Published on 25 Nov 2025

Not All Engineers Work in Labs

NTU Engineering’s new graduates are stepping into exciting roles at leading companies, both locally and abroad. Today, we spotlight Daksana, who proves an engineering degree and the analytical rigour it brings can be a passport to paths beyond pure engineering. For Daksana, that path has led to Johnson & Johnson, one of the world’s most valuable healthcare companies.

When Daksana graduated in July 2024 with a bachelor’s degree in Chemical and Biomolecular Engineering and a Second Major in Business, she was certain she wanted to enter the pharmaceutical industry, ideally in a role that blended scientific work with business and people engagement.

To get there, she reached out to a contact at one of the world’s largest and most respected healthcare companies, Johnson & Johnson (J&J).

“The starting point was actually NTU’s CareerAxis website during my second year at NTU,” explained Daksana. “My engagement with the career portal while looking at internships connected me to a member of the J&J human resources team.”

Although she didn’t intern with J&J at the time, she stayed in touch with the HR professional, who later kept an eye out for permanent post-graduation roles that matched her interests and skills.
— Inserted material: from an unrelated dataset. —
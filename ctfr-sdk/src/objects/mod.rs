pub mod ctftime;
pub mod twitter;

pub use ctftime::{CtftimeEvent, CtftimeOrganizer, EventListQuery};
pub use twitter::{CreateTweetRequest, CreatedTweet, MediaUploadResponse, TweetMedia};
Daksana graduated with a bachelor’s degree in Chemical and Biomolecular Engineering and a Second Major in Business

Soon, she found she’d swapped beakers and lab coats for slide decks, regulatory reviews and the organised chaos of planning regional medical events.

“I never set out to do medical affairs, but it really makes sense,” admitted the School of Chemistry, Chemical Engineering and Biotechnology (CCEB) grad, who now serves as Medical Education and Compliance Associate in the company’s pharmaceutical arm, Innovative Medicine.
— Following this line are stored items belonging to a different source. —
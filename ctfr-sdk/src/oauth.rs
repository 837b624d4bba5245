//! OAuth 1.0a request signing for the Twitter API.
//!
//! Every request carries an `Authorization` header built from:
//!
//! ```text
//! base string = METHOD & enc(url) & enc(sorted "k=v" pairs joined by "&")
//! signing key = enc(consumer_secret) & enc(token_secret)
//! signature   = base64(HMAC-SHA1(signing key, base string))
//! ```
//!
//! where `enc` is RFC 3986 percent-encoding. The parameter set contains the
//! `oauth_*` protocol parameters plus query and form-encoded body parameters.
//! JSON bodies are not part of the signature.

use rand::Rng;

/// Header name carrying the OAuth credentials.
pub const AUTHORIZATION_HEADER: &str = "Authorization";

const SIGNATURE_METHOD: &str = "HMAC-SHA1";
const OAUTH_VERSION: &str = "1.0";
const NONCE_LEN: usize = 32;

/// User-context credentials of the posting account.
#[derive(Clone, PartialEq, Eq)]
pub struct OAuthCredentials {
    pub consumer_key: String,
    pub consumer_secret: String,
    pub access_token: String,
    pub access_token_secret: String,
}

impl std::fmt::Debug for OAuthCredentials {
    fn fmt(&self, f: &mut std::fmt::Formatter<'_>) -> std::fmt::Result {
        f.debug_struct("OAuthCredentials")
            .field("consumer_key", &self.consumer_key)
            .field("consumer_secret", &"<redacted>")
            .field("access_token", &self.access_token)
            .field("access_token_secret", &"<redacted>")
            .finish()
    }
}

/// Per-request values that must be unique (nonce) and fresh (timestamp).
#[derive(Debug, Clone, PartialEq, Eq)]
pub struct OAuthNonce {
    pub nonce: String,
    pub timestamp: i64,
}

impl OAuthNonce {
    /// Generate a random alphanumeric nonce stamped with the current time.
    pub fn generate() -> Self {
        let nonce: String = rand::rng()
            .sample_iter(rand::distr::Alphanumeric)
            .take(NONCE_LEN)
            .map(char::from)
            .collect();
        Self {
            nonce,
            timestamp: time::OffsetDateTime::now_utc().unix_timestamp(),
        }
    }
}

impl OAuthCredentials {
    /// Build the `Authorization` header value for a request.
    ///
    /// * `method` – upper-case HTTP method.
    /// * `url` – request URL without query string.
    /// * `params` – query and form body parameters, unencoded.
    pub fn authorization_header(&self, method: &str, url: &str, params: &[(&str, &str)]) -> String {
        self.authorization_header_with(method, url, params, &OAuthNonce::generate())
    }

    /// Same as [`authorization_header`](Self::authorization_header) with a
    /// caller-provided nonce and timestamp.
    pub fn authorization_header_with(
        &self,
        method: &str,
        url: &str,
        params: &[(&str, &str)],
        nonce: &OAuthNonce,
    ) -> String {
        let timestamp = nonce.timestamp.to_string();
        let protocol_params = [
            ("oauth_consumer_key", self.consumer_key.as_str()),
            ("oauth_nonce", nonce.nonce.as_str()),
            ("oauth_signature_method", SIGNATURE_METHOD),
            ("oauth_timestamp", timestamp.as_str()),
            ("oauth_token", self.access_token.as_str()),
            ("oauth_version", OAUTH_VERSION),
        ];

        let base = signature_base_string(
            method,
            url,
            protocol_params.iter().chain(params.iter()).copied(),
        );
        let signature = self.sign(&base);

        let mut header = String::from("OAuth ");
        let fields = protocol_params
            .iter()
            .copied()
            .chain(std::iter::once(("oauth_signature", signature.as_str())))
            .map(|(k, v)| format!("{}=\"{}\"", percent_encode(k), percent_encode(v)))
            .collect::<Vec<_>>()
            .join(", ");
        header.push_str(&fields);
        header
    }

    /// `base64(HMAC-SHA1(signing_key, base_string))`.
    pub fn sign(&self, base_string: &str) -> String {
        let signing_key = format!(
            "{}&{}",
            percent_encode(&self.consumer_secret),
            percent_encode(&self.access_token_secret)
        );
        let tag = ring::hmac::sign(
            &ring::hmac::Key::new(
                ring::hmac::HMAC_SHA1_FOR_LEGACY_USE_ONLY,
                signing_key.as_bytes(),
            ),
            base_string.as_bytes(),
        );
        fast32::base64::RFC4648.encode(tag.as_ref())
    }
}

/// Build the signature base string from the method, URL and every signed
/// parameter.
pub fn signature_base_string<'a>(
    method: &str,
    url: &str,
    params: impl IntoIterator<Item = (&'a str, &'a str)>,
) -> String {
    let mut encoded: Vec<(String, String)> = params
        .into_iter()
        .map(|(k, v)| (percent_encode(k), percent_encode(v)))
        .collect();
    encoded.sort();

    let parameter_string = encoded
        .iter()
        .map(|(k, v)| format!("{k}={v}"))
        .collect::<Vec<_>>()
        .join("&");

    format!(
        "{}&{}&{}",
        method.to_ascii_uppercase(),
        percent_encode(url),
        percent_encode(&parameter_string)
    )
}

/// RFC 3986 percent-encoding: everything except `A-Z a-z 0-9 - . _ ~`.
pub fn percent_encode(value: &str) -> String {
    urlencoding::encode(value).into_owned()
}
//! Organizer handle lookup.
//!
//! The listing does not expose organizers' social accounts, so the handle is
//! scraped from the organizer's profile page. Page markup changes break this
//! silently; every failure degrades to "no handle".

use crate::entities::{Handle, OrganizerRef};
use async_trait::async_trait;
use ctfr_sdk::client::{ClientError, CtftimeClient};
use regex::Regex;
use thiserror::Error;
use tracing::{debug, info};

#[derive(Debug, Error)]
pub enum LookupError {
    /// Profile page could not be fetched.
    #[error("profile page request failed: {0}")]
    Request(#[from] ClientError),

    /// A handle pattern failed to compile.
    #[error("invalid handle pattern: {0}")]
    Pattern(#[from] regex::Error),
}

/// Resolves an organizer reference to a social handle.
#[async_trait]
pub trait OrganizerLookup: Send + Sync {
    /// `Ok(None)` when the organizer has no recognizable handle.
    async fn lookup(&self, organizer: OrganizerRef) -> Result<Option<Handle>, LookupError>;
}

/// Lookup that never finds a handle.
#[derive(Debug, Clone, Copy, Default)]
pub struct NoOrganizerLookup;

#[async_trait]
impl OrganizerLookup for NoOrganizerLookup {
    async fn lookup(&self, _organizer: OrganizerRef) -> Result<Option<Handle>, LookupError> {
        Ok(None)
    }
}

/// Patterns locating the Twitter handle on a CTFtime team page.
#[derive(Debug, Clone)]
pub struct HandleExtractor {
    row: Regex,
    link: Regex,
    plain: Regex,
}

impl HandleExtractor {
    pub fn new() -> Result<Self, regex::Error> {
        Ok(Self {
            row: Regex::new(r"<p>Twitter: (.*?)</p>")?,
            link: Regex::new(r"(?:^|[/.])(?:twitter|x)\.com/@?([A-Za-z0-9_]{1,15})")?,
            plain: Regex::new(r"^@?[A-Za-z0-9_]{1,15}$")?,
        })
    }

    /// Extract the handle from a profile page.
    ///
    /// The `Twitter:` row either links to the account or holds the bare
    /// name, with or without a leading `@`.
    pub fn extract(&self, page: &str) -> Option<Handle> {
        let Some(row) = self.row.captures(page).and_then(|c| c.get(1)) else {
            debug!("No Twitter row on profile page");
            return None;
        };
        let row = row.as_str().trim();
        debug!(row, "Found Twitter row");

        if let Some(name) = self.link.captures(row).and_then(|c| c.get(1)) {
            return Handle::new(name.as_str());
        }
        if self.plain.is_match(row) {
            return Handle::new(row);
        }
        None
    }
}

/// Lookup scraping CTFtime team pages.
pub struct CtftimeOrganizerLookup {
    client: CtftimeClient,
    extractor: HandleExtractor,
}

impl CtftimeOrganizerLookup {
    pub fn new(client: CtftimeClient) -> Result<Self, LookupError> {
        Ok(Self {
            client,
            extractor: HandleExtractor::new()?,
        })
    }
}

#[async_trait]
impl OrganizerLookup for CtftimeOrganizerLookup {
    async fn lookup(&self, organizer: OrganizerRef) -> Result<Option<Handle>, LookupError> {
        debug!(organizer = %organizer, "Fetching organizer profile page");

        let page = self.client.fetch_team_page(organizer.0).await?;
        let handle = self.extractor.extract(&page);

        if let Some(handle) = &handle {
            info!(organizer = %organizer, handle = %handle, "Resolved organizer handle");
        }

        Ok(handle)
    }
}

#[cfg(test)]
mod tests {
    use super::*;

    fn extract(page: &str) -> Option<String> {
        HandleExtractor::new()
            .unwrap()
            .extract(page)
            .map(|h| h.as_str().to_string())
    }

    #[test]
    fn test_link_row() {
        let page = r#"<div><p>Twitter: <a href="https://twitter.com/th3jackers">https://twitter.com/th3jackers</a></p></div>"#;
        assert_eq!(extract(page).as_deref(), Some("@th3jackers"));
    }

    #[test]
    fn test_x_link_row() {
        let page = r#"<p>Twitter: <a href="https://x.com/pwn_team">x</a></p>"#;
        assert_eq!(extract(page).as_deref(), Some("@pwn_team"));
    }

    #[test]
    fn test_plain_rows() {
        assert_eq!(extract("<p>Twitter: @redrocket</p>").as_deref(), Some("@redrocket"));
        assert_eq!(extract("<p>Twitter: redrocket</p>").as_deref(), Some("@redrocket"));
    }

    #[test]
    fn test_missing_or_unrecognized_row() {
        assert_eq!(extract("<p>Website: https://example.org</p>"), None);
        assert_eq!(extract("<p>Twitter: </p>"), None);
        assert_eq!(
            extract(r#"<p>Twitter: <a href="https://mastodon.social/@team">m</a></p>"#),
            None
        );
    }

    #[test]
    fn test_first_row_wins() {
        let page = "<p>Twitter: first</p><p>Twitter: second</p>";
        assert_eq!(extract(page).as_deref(), Some("@first"));
    }

    #[tokio::test]
    async fn test_no_lookup_finds_nothing() {
        assert!(NoOrganizerLookup.lookup(OrganizerRef(1)).await.unwrap().is_none());
    }
}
At her job, Daksana shapes and delivers medical education programmes for healthcare professionals across Southeast Asia. Her day typically involves working with medical advisers to plan scientific content, coordinating with scientific societies and agency partners, reviewing educational materials for accuracy and compliance, and managing the logistics, budgeting, and documentation required for major congresses and regional events.

It’s a role that moves constantly between science, planning, stakeholder management, and financial oversight. It’s exactly the blend she hoped for.

Her engineering training, she said, is woven into almost everything she does. The discipline of breaking complex problems into parts, evaluating scientific claims, and making decisions with incomplete information mirrors the rigour she learned at NTU College of Engineering.

But it was the business element of her degree that rounded out the skill set medical affairs demands. Stakeholder management, budgeting, cross-functional communication, and understanding how scientific work connects to organisational strategy all trace back to her cross-discipline coursework.

“Engineering gave me the analytical backbone while business gave me the language to work with people, teams, and markets,” explained Daksana.

For Daksana, an engineering foundation proved remarkably portable. Her majors didn’t simply add together, they amplified each other.

Daksana joined Johnson & Johnson after graduating from NTU in 2024

Daksana’s success in merging two disciplines reflects a bigger trend at NTU. The university placed fifth globally in the 2026 Times Higher Education Interdisciplinary Science Rankings, making it Asia’s highest-ranked institution in the category.

While the ranking measures how well universities fund, support and produce cross-disciplinary research, the emphasis at NTU reaches across all levels. Even at the undergraduate level, students enrol in compulsory Interdisciplinary Collaborative Core modules to immerse them early in cross-discipline learning.

For Daksana, the payoff of her double major and current role is knowing she’s ultimately helping clinicians make better-informed decisions that improve patient outcomes. But on a personal level, she enjoys the travel and camaraderie among colleagues that accompanies her role.

“Each country has its own healthcare landscape and cultural context,” said Daksana. “Being able to experience those differences firsthand has broadened my perspective.”

The other perk? Wherever she travels in the region, there’s now a colleague-turned-friend waiting to welcome her.